A study conducted by the Massachusetts Institute of Technology (MIT) was one of the first large-scale investigations of public attitudes towards ethical quandaries posed by self-driving cars. In the “Moral Machine” experiment, researchers created a game based on the famous “trolley problem.” Participants had to choose the most favourable result from a series of rather gloomy outcomes in a hypothetical car crash. The announcement of the experiment was a viral hit and led to millions of people from over 200 countries contributing. This made the experiment one of the largest ever studies conducted on moral preferences in populations.

The “Moral Machine” experiment investigated nine different criteria including whether a self-driving car should prioritise passengers over pedestrians, people over pets, and youth over the elderly. Results were gathered by asking users questions such as: should the car continue for‐wards and hit a child, or swerve and hit an old lady? Here, people had to consider both the ages of the potential victims along with the moral implications of changing the car’s trajectory.

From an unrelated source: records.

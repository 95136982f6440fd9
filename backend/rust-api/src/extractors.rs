use axum::{
    extract::{Form, FromRequest, Request},
    http::StatusCode,
    response::{IntoResponse, Response},
    Json,
};
use serde_json::json;

/// Custom form extractor that returns JSON error responses instead of HTML
pub struct AppForm<T>(pub T);

impl<T, S> FromRequest<S> for AppForm<T>
where
    T: serde::de::DeserializeOwned + 'static,
    S: Send + Sync,
{
    type Rejection = Response;

    async fn from_request(req: Request, state: &S) -> Result<Self, Self::Rejection> {
        match Form::<T>::from_request(req, state).await {
            Ok(Form(value)) => Ok(AppForm(value)),
            Err(rejection) => {
                let message = format!("Failed to parse form request body: {}", rejection);
                tracing::warn!("{}", message);
                let error_response = json!({
                    "message": message,
                    "status": 400
                });
                Err((StatusCode::BAD_REQUEST, Json(error_response)).into_response())
            }
        }
    }
}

After four years, key results of the study were published in the journal Nature, focusing on differences in moral views between countries. Countries in close geographical proximity and those with a similar culture and economy were likely to have closely aligned views. Indeed, three dominant clusters of “moral alignment”‘ were seen: the West, the East, and the South.

One prominent example in highlighting this geographical divide was the spread of countries that were more likely to favour saving the young over the old. France was the country most skewed towards sparing youth, with many European countries such as Sweden and Germany, as well as the USA and Canada sitting above the average global preference for sparing younger lives. On the other hand, Japan, China, and Taiwan had a greater preference for saving older lives. A similar split was seen in different countries’ propensities towards saving the maximum number of people. More “individualistic” cultures (typically seen in Western countries) were more likely to prefer saving as many lives as possible.

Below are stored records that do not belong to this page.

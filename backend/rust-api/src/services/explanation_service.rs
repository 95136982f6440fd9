use crate::models::{ChatMessage, Conversation};

use super::llm_client::{LlmClient, SamplingOptions};

/// Shown in place of an explanation whenever the provider call fails. The
/// flow keeps rendering; only the content degrades.
pub const EXPLANATION_FALLBACK: &str = "Sorry, the tutor is unavailable right now. \
    Your results are saved - please try requesting the explanation again in a moment.";

const EXPLANATION_OPTIONS: SamplingOptions = SamplingOptions {
    temperature: 0.5,
    max_tokens: 1500,
};

const SYSTEM_PROMPT: &str = "\
You are a highly qualified, friendly, and supportive expert tutor for high school students.
Provide a clear, step-by-step solution, focusing on logic.
Use clear headings, bold text, and lists (where applicable) to visually separate points.
Use LaTeX for all mathematical expressions.
CRITICAL: Every new thought or logical step, even within a single section, must be separated \
by a double line break to ensure proper paragraph rendering.
Be positive and encouraging.";

const CORRECT_OPENER: &str = "START RESPONSE WITH: 'Great job! You nailed it. \
Let's quickly review the steps to lock in your knowledge.'";

const INCORRECT_OPENER: &str = "START RESPONSE WITH: 'Keep pushing! Mistakes are just steps \
toward success. Let's break down this problem together so you know exactly how to tackle it \
next time.'";

const CHAT_SYSTEM_PROMPT: &str = "\
You are a friendly, patient math tutor continuing a conversation with a high school student \
about one specific practice problem. The problem and its full solution were already discussed. \
Answer follow-up questions concisely, use LaTeX for formulas, and stay encouraging.";

/// Builds the tutoring prompt, calls the LLM, and seeds the follow-up
/// conversation. Provider failures never escape this service.
pub struct ExplanationService {
    llm: LlmClient,
}

impl ExplanationService {
    pub fn new(llm: LlmClient) -> Self {
        Self { llm }
    }

    /// Produces the formatted tutoring explanation, or the fixed fallback
    /// string when the provider call fails.
    pub async fn explain(
        &self,
        question_text: &str,
        correct_answer: &str,
        is_correct: bool,
        subject_name: &str,
    ) -> String {
        let messages = vec![
            ChatMessage::system(SYSTEM_PROMPT),
            ChatMessage::user(build_user_prompt(
                question_text,
                correct_answer,
                is_correct,
                subject_name,
            )),
        ];

        match self.llm.chat_completion(&messages, EXPLANATION_OPTIONS).await {
            Ok(explanation) => explanation,
            Err(e) => {
                tracing::warn!("Explanation generation failed, using fallback: {}", e);
                EXPLANATION_FALLBACK.to_string()
            }
        }
    }

    /// Seeds the 3-message follow-up conversation: system instructions, the
    /// original question as the user's opening turn, the explanation as the
    /// assistant's first reply. Follow-up turns then carry full context
    /// without re-sending either.
    pub fn seed_conversation(&self, question_text: &str, explanation: &str) -> Conversation {
        Conversation {
            messages: vec![
                ChatMessage::system(CHAT_SYSTEM_PROMPT),
                ChatMessage::user(question_text),
                ChatMessage::assistant(explanation),
            ],
        }
    }
}

/// The structured prompt contract: subject, task body, correct answer, one
/// of exactly two encouragement openers, and a strict three-section output
/// specification (analysis without the answer, numbered steps, exactly one
/// takeaway).
fn build_user_prompt(
    question_text: &str,
    correct_answer: &str,
    is_correct: bool,
    subject_name: &str,
) -> String {
    let opener = if is_correct {
        CORRECT_OPENER
    } else {
        INCORRECT_OPENER
    };

    format!(
        "### FUNCTION CALL: GENERATE_TUTOR_SOLUTION\n\
        ## INPUT PARAMETERS\n\
        - SUBJECT_NAME: {subject_name}\n\
        - TASK_BODY: {question_text}\n\
        - CORRECT_ANSWER: {correct_answer}\n\
        - STUDENT_STATUS_MESSAGE: {opener}\n\
        ---\n\
        ## OUTPUT SPECIFICATION (STRICT FORMAT)\n\
        You are an expert tutor for high-school students (ages 16-17). Your tone must be \
        supportive, structured, and educational. The response must contain exactly three \
        Markdown sections in this order:\n\
        ### 1. Task Analysis\n\
        Header: ## Task Analysis\n\
        Acknowledge the STUDENT_STATUS_MESSAGE and briefly explain what the task is about \
        without revealing the final answer.\n\
        ### 2. Correct Solution (Step-by-Step)\n\
        Header: ## Correct Solution (Step-by-Step)\n\
        Provide a clear numbered list (1., 2., 3., ...). Highlight key rules with **bold \
        text** and use LaTeX ($...$) for all formulas and mathematical expressions. Tailor \
        the explanation to the SUBJECT_NAME.\n\
        ### 3. Key Takeaway\n\
        Header: ## Key Takeaway\n\
        Provide exactly one practical, generalizable learning tip the student can apply in \
        future tasks.\n\
        ## HARD CONSTRAINTS\n\
        Follow the three-section structure exactly. Do not add extra commentary before or \
        after the sections. Keep the language simple, clear, and academically precise."
    )
}

#[cfg(test)]
mod tests {
    use super::*;
    use crate::models::ChatRole;

    #[test]
    fn prompt_embeds_subject_and_task() {
        let prompt = build_user_prompt("What is 2+2?", "B. 4", false, "Algebra");
        assert!(prompt.contains("SUBJECT_NAME: Algebra"));
        assert!(prompt.contains("TASK_BODY: What is 2+2?"));
        assert!(prompt.contains("CORRECT_ANSWER: B. 4"));
    }

    #[test]
    fn prompt_opener_follows_correctness() {
        let correct = build_user_prompt("q", "a", true, "s");
        let incorrect = build_user_prompt("q", "a", false, "s");

        assert!(correct.contains("Great job!"));
        assert!(!correct.contains("Keep pushing!"));
        assert!(incorrect.contains("Keep pushing!"));
        assert!(!incorrect.contains("Great job!"));
    }

    #[test]
    fn seed_conversation_has_three_turns_in_order() {
        let service = ExplanationService::new(LlmClient::new(
            "http://127.0.0.1:9".to_string(),
            String::new(),
            "test-model".to_string(),
        ));

        let conversation = service.seed_conversation("What is 2+2?", "The answer is 4.");

        assert_eq!(conversation.len(), 3);
        assert_eq!(conversation.messages[0].role, ChatRole::System);
        assert_eq!(conversation.messages[1].role, ChatRole::User);
        assert_eq!(conversation.messages[1].content, "What is 2+2?");
        assert_eq!(conversation.messages[2].role, ChatRole::Assistant);
        assert_eq!(conversation.messages[2].content, "The answer is 4.");
    }

    #[tokio::test]
    async fn explain_falls_back_when_provider_unreachable() {
        // Port 9 (discard) is never an HTTP listener; the transport fails
        // and the caller must still get renderable content.
        let service = ExplanationService::new(LlmClient::new(
            "http://127.0.0.1:9".to_string(),
            String::new(),
            "test-model".to_string(),
        ));

        let explanation = service.explain("What is 2+2?", "B. 4", true, "Algebra").await;

        assert_eq!(explanation, EXPLANATION_FALLBACK);
    }
}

Interestingly, when looking at people’s preference for saving pedestrians over passengers whilst ignoring other factors such as age, these clusters seemed to break down. Japanese and Greek people had on average a much stronger tendency to avoid hurting pedestrians at the cost of the car’s passengers than the Chinese and French participants did.

These findings could have major implications for manufacturers of self-driving cars. The research also suggested that people in less economically developed countries were more tolerant of pedestrians crossing improperly (“jay‐walking”). Economic differences such as these were perhaps the most notable with participants in countries with higher levels of economic inequality showing greater gaps in their treatment of individuals based on their socioeconomic status. This led Edmond Awad, a researcher involved in the study, to point out that policy should not necessarily just reflect public opinion: “It seems concerning that people found it okay to a significant degree to spare higher status over lower status. It’s important to say, ‘Hey, we could quantify that’ instead of saying, ‘Oh, maybe we should use that.’”

Critics of the study have pointed out that the posed hypothetical situations often seemed contrived. Having a binary choice to make in a car crash, as was the case in the experiment, is exceedingly unlikely and indeed the number of crashes happening at all would be expected to drop with increased use of self-driving cars. Still, regardless of the direct usefulness of the data, it seems clear that the ”MoralMachine” experiment has kick-started a dialogue surrounding ethics which is necessary not only with regards to self-driving cars but within the field of artificial intelligence in general. When technology meets philosophy and public policy, answers are unlikely to be obvious even though our lives and consciences will depend on them.